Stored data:
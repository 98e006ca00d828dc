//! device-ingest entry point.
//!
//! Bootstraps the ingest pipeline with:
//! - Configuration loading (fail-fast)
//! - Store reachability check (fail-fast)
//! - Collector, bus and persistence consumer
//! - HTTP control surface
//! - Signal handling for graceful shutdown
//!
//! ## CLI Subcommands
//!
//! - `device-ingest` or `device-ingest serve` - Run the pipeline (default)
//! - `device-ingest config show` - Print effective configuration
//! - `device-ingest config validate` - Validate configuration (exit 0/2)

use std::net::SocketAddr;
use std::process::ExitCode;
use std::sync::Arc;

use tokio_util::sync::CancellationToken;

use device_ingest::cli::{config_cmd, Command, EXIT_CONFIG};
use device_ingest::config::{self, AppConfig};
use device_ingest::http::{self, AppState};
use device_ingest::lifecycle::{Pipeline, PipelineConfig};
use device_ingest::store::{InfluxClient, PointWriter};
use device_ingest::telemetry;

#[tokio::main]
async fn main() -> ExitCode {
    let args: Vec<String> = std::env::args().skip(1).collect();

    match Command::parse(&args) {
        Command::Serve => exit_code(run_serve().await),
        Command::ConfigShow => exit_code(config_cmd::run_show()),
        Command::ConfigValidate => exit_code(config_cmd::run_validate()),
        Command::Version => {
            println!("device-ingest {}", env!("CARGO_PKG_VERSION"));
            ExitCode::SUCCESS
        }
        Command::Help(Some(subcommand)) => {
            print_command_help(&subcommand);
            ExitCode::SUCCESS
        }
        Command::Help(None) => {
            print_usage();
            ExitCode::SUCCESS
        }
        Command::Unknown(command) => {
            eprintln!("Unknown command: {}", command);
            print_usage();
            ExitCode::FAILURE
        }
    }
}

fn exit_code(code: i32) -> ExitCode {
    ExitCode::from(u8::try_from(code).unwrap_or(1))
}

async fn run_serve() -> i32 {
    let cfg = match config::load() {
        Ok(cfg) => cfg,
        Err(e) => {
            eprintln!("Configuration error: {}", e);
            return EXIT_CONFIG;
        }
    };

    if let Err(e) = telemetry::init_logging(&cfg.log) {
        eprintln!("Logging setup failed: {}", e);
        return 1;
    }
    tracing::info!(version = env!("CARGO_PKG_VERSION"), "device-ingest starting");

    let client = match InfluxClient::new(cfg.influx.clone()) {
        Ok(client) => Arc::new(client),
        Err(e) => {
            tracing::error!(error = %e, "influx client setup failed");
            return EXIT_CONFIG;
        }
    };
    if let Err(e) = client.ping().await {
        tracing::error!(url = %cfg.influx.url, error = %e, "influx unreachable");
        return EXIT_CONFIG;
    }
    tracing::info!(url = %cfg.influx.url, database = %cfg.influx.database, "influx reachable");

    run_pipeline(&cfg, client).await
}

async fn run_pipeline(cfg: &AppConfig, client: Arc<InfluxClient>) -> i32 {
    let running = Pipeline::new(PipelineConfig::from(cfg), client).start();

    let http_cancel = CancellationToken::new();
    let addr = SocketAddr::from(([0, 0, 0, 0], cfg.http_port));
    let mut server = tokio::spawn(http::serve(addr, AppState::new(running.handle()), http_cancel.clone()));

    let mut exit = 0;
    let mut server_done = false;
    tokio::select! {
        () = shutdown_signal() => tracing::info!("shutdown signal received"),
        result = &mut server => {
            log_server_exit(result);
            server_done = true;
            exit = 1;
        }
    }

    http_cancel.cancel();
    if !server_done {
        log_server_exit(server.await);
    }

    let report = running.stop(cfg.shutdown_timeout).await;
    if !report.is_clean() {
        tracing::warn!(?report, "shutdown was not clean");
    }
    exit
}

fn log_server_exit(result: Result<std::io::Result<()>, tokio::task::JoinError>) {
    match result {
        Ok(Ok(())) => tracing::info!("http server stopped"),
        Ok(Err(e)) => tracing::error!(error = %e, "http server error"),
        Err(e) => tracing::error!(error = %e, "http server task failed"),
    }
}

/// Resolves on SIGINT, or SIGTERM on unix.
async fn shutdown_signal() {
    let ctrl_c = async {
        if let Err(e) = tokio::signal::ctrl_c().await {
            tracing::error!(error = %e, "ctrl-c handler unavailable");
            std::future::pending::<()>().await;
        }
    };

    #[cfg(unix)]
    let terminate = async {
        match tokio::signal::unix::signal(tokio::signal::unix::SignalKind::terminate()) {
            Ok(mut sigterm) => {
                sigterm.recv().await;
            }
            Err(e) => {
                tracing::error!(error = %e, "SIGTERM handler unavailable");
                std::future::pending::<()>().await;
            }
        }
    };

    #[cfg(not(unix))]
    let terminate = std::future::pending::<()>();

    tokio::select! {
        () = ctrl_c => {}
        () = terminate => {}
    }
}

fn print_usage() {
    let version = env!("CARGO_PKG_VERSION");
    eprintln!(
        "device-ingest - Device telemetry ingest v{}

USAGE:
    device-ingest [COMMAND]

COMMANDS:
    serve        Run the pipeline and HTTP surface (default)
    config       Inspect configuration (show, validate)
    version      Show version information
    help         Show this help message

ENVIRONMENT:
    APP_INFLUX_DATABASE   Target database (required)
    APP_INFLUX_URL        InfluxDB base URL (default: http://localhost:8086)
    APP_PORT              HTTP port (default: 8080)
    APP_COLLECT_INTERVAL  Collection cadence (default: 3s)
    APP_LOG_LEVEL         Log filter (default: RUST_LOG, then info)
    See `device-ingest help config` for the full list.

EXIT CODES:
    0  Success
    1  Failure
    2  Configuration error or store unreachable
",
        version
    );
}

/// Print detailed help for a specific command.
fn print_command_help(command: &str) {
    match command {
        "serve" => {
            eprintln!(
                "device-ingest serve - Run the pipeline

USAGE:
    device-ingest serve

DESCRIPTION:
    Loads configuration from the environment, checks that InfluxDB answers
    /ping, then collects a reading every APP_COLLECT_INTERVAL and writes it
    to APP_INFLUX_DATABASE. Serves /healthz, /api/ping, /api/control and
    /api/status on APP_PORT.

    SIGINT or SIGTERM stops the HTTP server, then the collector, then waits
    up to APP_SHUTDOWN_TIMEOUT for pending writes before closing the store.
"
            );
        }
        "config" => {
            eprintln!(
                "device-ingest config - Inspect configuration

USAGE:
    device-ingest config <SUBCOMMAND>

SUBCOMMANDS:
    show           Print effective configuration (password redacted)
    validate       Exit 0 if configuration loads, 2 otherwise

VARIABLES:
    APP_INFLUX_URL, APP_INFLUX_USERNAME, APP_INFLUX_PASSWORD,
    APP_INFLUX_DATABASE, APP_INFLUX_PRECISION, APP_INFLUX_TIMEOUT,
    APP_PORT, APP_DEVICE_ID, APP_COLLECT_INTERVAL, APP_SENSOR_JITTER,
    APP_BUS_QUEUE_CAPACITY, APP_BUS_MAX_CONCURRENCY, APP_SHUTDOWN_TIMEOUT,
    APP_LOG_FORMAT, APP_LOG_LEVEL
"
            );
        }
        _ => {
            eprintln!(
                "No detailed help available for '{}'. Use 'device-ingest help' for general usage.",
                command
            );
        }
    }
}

--

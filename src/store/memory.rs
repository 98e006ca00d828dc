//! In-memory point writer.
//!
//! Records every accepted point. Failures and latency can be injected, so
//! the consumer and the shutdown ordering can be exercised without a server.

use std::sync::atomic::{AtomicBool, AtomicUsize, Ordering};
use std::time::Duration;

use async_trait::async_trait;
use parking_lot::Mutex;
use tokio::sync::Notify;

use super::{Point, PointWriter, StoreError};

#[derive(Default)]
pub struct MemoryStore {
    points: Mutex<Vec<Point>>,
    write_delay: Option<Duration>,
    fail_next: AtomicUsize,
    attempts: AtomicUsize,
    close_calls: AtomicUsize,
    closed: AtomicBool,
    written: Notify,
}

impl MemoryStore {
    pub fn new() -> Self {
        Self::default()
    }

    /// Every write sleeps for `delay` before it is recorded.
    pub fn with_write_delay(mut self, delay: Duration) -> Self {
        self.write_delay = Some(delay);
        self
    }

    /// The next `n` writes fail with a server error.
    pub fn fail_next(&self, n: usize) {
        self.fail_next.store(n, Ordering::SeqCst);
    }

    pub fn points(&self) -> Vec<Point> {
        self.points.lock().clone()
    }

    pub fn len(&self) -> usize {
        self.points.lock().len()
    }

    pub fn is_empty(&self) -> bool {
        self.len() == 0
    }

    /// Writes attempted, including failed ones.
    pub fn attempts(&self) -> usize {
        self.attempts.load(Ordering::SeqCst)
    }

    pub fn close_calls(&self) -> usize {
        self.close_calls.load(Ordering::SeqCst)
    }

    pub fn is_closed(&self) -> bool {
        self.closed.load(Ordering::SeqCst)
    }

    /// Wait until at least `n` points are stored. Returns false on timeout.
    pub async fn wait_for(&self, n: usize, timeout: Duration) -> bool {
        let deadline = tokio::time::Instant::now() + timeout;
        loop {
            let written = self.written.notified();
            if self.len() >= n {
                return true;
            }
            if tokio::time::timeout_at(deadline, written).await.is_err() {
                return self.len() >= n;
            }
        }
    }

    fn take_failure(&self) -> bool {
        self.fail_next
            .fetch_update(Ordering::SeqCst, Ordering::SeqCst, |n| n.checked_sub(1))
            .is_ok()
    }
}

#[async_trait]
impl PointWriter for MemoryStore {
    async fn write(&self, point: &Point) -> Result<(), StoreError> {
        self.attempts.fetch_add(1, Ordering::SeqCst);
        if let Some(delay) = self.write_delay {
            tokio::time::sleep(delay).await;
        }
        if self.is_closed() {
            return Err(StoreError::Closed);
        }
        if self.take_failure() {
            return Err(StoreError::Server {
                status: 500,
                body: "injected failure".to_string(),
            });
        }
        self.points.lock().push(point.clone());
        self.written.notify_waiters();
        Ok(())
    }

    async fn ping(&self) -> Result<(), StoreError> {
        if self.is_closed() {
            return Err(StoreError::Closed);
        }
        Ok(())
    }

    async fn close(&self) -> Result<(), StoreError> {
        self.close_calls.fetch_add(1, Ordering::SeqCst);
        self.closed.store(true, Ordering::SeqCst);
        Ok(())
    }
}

◆ **BRIEF**: Copy each line in the entries above where the word "InfluxClient" shows up.

◆ **SOLUTION TO THIS EXERCISE**:
use device_ingest::store::{InfluxClient, PointWriter};
    let client = match InfluxClient::new(cfg.influx.clone()) {
async fn run_pipeline(cfg: &AppConfig, client: Arc<InfluxClient>) -> i32 {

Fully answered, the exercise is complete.